Friedrich Nietzsche
por Miguel Duclós
O "perdoem" faz lembrar uma postura irônica que o autor adota no início do aforismo. Aqui fala
também o ermitão, que tem uma postura diferente, construída a partir de seus estudos e
meditações solitários, mas que levanta a sua voz para falar contra uma postura firmemente aceita
na sociedade científica em sua época, oferecendo uma visão que, entretanto, não expressa a sua
meditação mais íntima, pois, há algo de inexprimível no que a solidão revela.
O autor já passa da ironia à crítica, ao dizer que irá falar de artes-de-interpretação ruins, ou seja,
rotula a atividade do cientista físico segundo o seu próprio conceito onde tudo pode ser visto como
interpretação, e produz uma valoração negativa, segundo uma "perspectiva avaliadora". Vejamos a
natureza desta crítica.
As aspas em "legalidade da natureza" também indicam ser este um conceito próprio da física,
talvez também se atinja aí o positivismo, ou um determinismo. De qualquer maneira, o conceito
passa a noção de um direito baseado na experiência, na impessoalidade da lei natural, universal a
todos, que, portanto devem a ela se conformar.
Ao meu ver está implícita também uma postura antidogmática na afirmação de que a "legalidade
da natureza só subsiste etc", se tomarmos o dogmatismo no seu significado original - filosófico e
não religioso - como uma opinião admitida e repassada por uma escola sem que passe pelo crivo
da crítica, ou de um exame mais detalhado.
A colocação do termo "texto" entre aspas é curiosa, não creio, mais uma vez, que compreendi
bem.
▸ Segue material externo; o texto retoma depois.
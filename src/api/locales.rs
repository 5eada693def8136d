use crate::models::{Locale, NewLocale, StaffPin};
use crate::services::database;
use crate::AppState;
use log::{error, info};
use rocket::http::Status;
use rocket::serde::json::Json;
use rocket::{delete, get, post, put, State};

#[get("/locales")]
pub async fn list_locales(state: &State<AppState>) -> Result<Json<Vec<Locale>>, Status> {
    match database::list_locales(&state.db).await {
        Ok(locales) => Ok(Json(locales)),
        Err(e) => {
            error!("Failed to list locales: {e:?}");
            Err(Status::InternalServerError)
        }
    }
}

#[post("/locales", data = "<locale>")]
pub async fn create_locale(
    _pin: StaffPin,
    state: &State<AppState>,
    locale: Json<NewLocale>,
) -> Result<Status, Status> {
    match database::create_locale(&state.db, &locale).await {
        Ok(id) => {
            info!("Created locale {id}: {}", locale.nombre);
            Ok(Status::Created)
        }
        Err(e) => {
            error!("Failed to create locale: {e:?}");
            Err(Status::InternalServerError)
        }
    }
}

#[put("/locales/<id>", data = "<locale>")]
pub async fn update_locale(
    _pin: StaffPin,
    state: &State<AppState>,
    id: i64,
    locale: Json<NewLocale>,
) -> Result<Status, Status> {
    match database::update_locale(&state.db, id, &locale).await {
        Ok(true) => Ok(Status::Ok),
        Ok(false) => Err(Status::NotFound),
        Err(e) => {
            error!("Failed to update locale {id}: {e:?}");
            Err(Status::InternalServerError)
        }
    }
}

#[delete("/locales/<id>")]
pub async fn delete_locale(
    _pin: StaffPin,
    state: &State<AppState>,
    id: i64,
) -> Result<Status, Status> {
    match database::delete_locale(&state.db, id).await {
        Ok(true) => Ok(Status::Ok),
        Ok(false) => Err(Status::NotFound),
        Err(e) => {
            error!("Failed to delete locale {id}: {e:?}");
            Err(Status::InternalServerError)
        }
    }
}
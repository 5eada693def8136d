use rocket::http::{ContentType, Status};
use rocket::request::Request;
use rocket::response::Responder;
use rocket::serde::{Deserialize, Serialize};
use rocket::{response, Response};
use std::io::Cursor;

#[derive(Debug, Serialize, Deserialize)]
pub struct StaffPin(pub String);

#[derive(Serialize, Deserialize)]
pub struct LoginRequest {
    pub pin: String,
}

#[derive(Serialize, Deserialize)]
pub struct LoginResponse {
    pub success: bool,
    pub message: String,
}

#[derive(Debug, Clone, Serialize, Deserialize, sqlx::FromRow)]
pub struct Streamer {
    pub id: i64,
    pub user_name: String,
    pub plataforma: String,
    pub url: String,
    pub discord_id: Option<String>,
    pub estado: bool,
    pub ultima_actualizacion: Option<String>,
}

#[derive(Debug, Serialize, Deserialize)]
pub struct NewStreamer {
    pub user_name: String,
    pub plataforma: String,
    pub url: String,
    pub discord_id: Option<String>,
}

#[derive(Debug, Clone, Serialize, Deserialize, sqlx::FromRow)]
pub struct Locale {
    pub id: i64,
    pub nombre: String,
    pub descripcion: Option<String>,
    pub imagen: Option<String>,
    pub estado: bool,
}

#[derive(Debug, Serialize, Deserialize)]
pub struct NewLocale {
    pub nombre: String,
    pub descripcion: Option<String>,
    pub imagen: Option<String>,
    pub estado: bool,
}

/// A live stream as reported by the streaming platform, already mapped for
/// the dashboard frontend.
#[derive(Debug, Clone, Serialize, Deserialize)]
pub struct StreamInfo {
    pub user_name: String,
    pub title: String,
    pub thumbnail: String,
    pub url: String,
}

/// One accepted promotional video in the aggregated listing.
#[derive(Debug, Clone, PartialEq, Serialize, Deserialize)]
pub struct VideoItem {
    pub channel_id: String,
    pub video_id: String,
    pub title: String,
    pub position: usize,
}

#[derive(Serialize, Deserialize)]
pub struct ErrorResponse {
    pub error: String,
    pub message: String,
}

impl<'r> Responder<'r, 'static> for ErrorResponse {
    fn respond_to(self, _: &'r Request<'_>) -> response::Result<'static> {
        let json = serde_json::to_string(&self).unwrap();
        Response::build()
            .status(Status::InternalServerError)
            .header(ContentType::JSON)
            .sized_body(json.len(), Cursor::new(json))
            .ok()
    }
}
Mais adiante o autor reforça a oposição entre texto e interpretação; talvez o sentido dado seja
o de "palavras que se citam para provar qualquer doutrina", ou a pretensão da física de que se
pode ler a natureza como a um texto.
Há uma crítica sagaz ao esclarecimento ilustrado, racional, que gerou a ciência moderna, uma vez
se nega a ela a certeza racional e a determina como fruto de instintos não-racionais. A crítica fica
ainda mais aguda se considerarmos que a "igualdade, liberdade e fraternidade" que apregoou a
revolução francesa derivou, de certa forma, do esclarecimento iluminista.
...
Nota: Além da tradução de RRTF na coleção Os Pensadores, Abril Cultural, foram consultados
ainda: a tradução de Paulo César de Souza, um texto de Jorge de Moraes chamado "Da
Interpretação: para uma compreensão da produção de sentidos na filosofia de Friedrich Nietzsche",
e os dicionários filosóficos de André Lalande e José Ferrater Mora.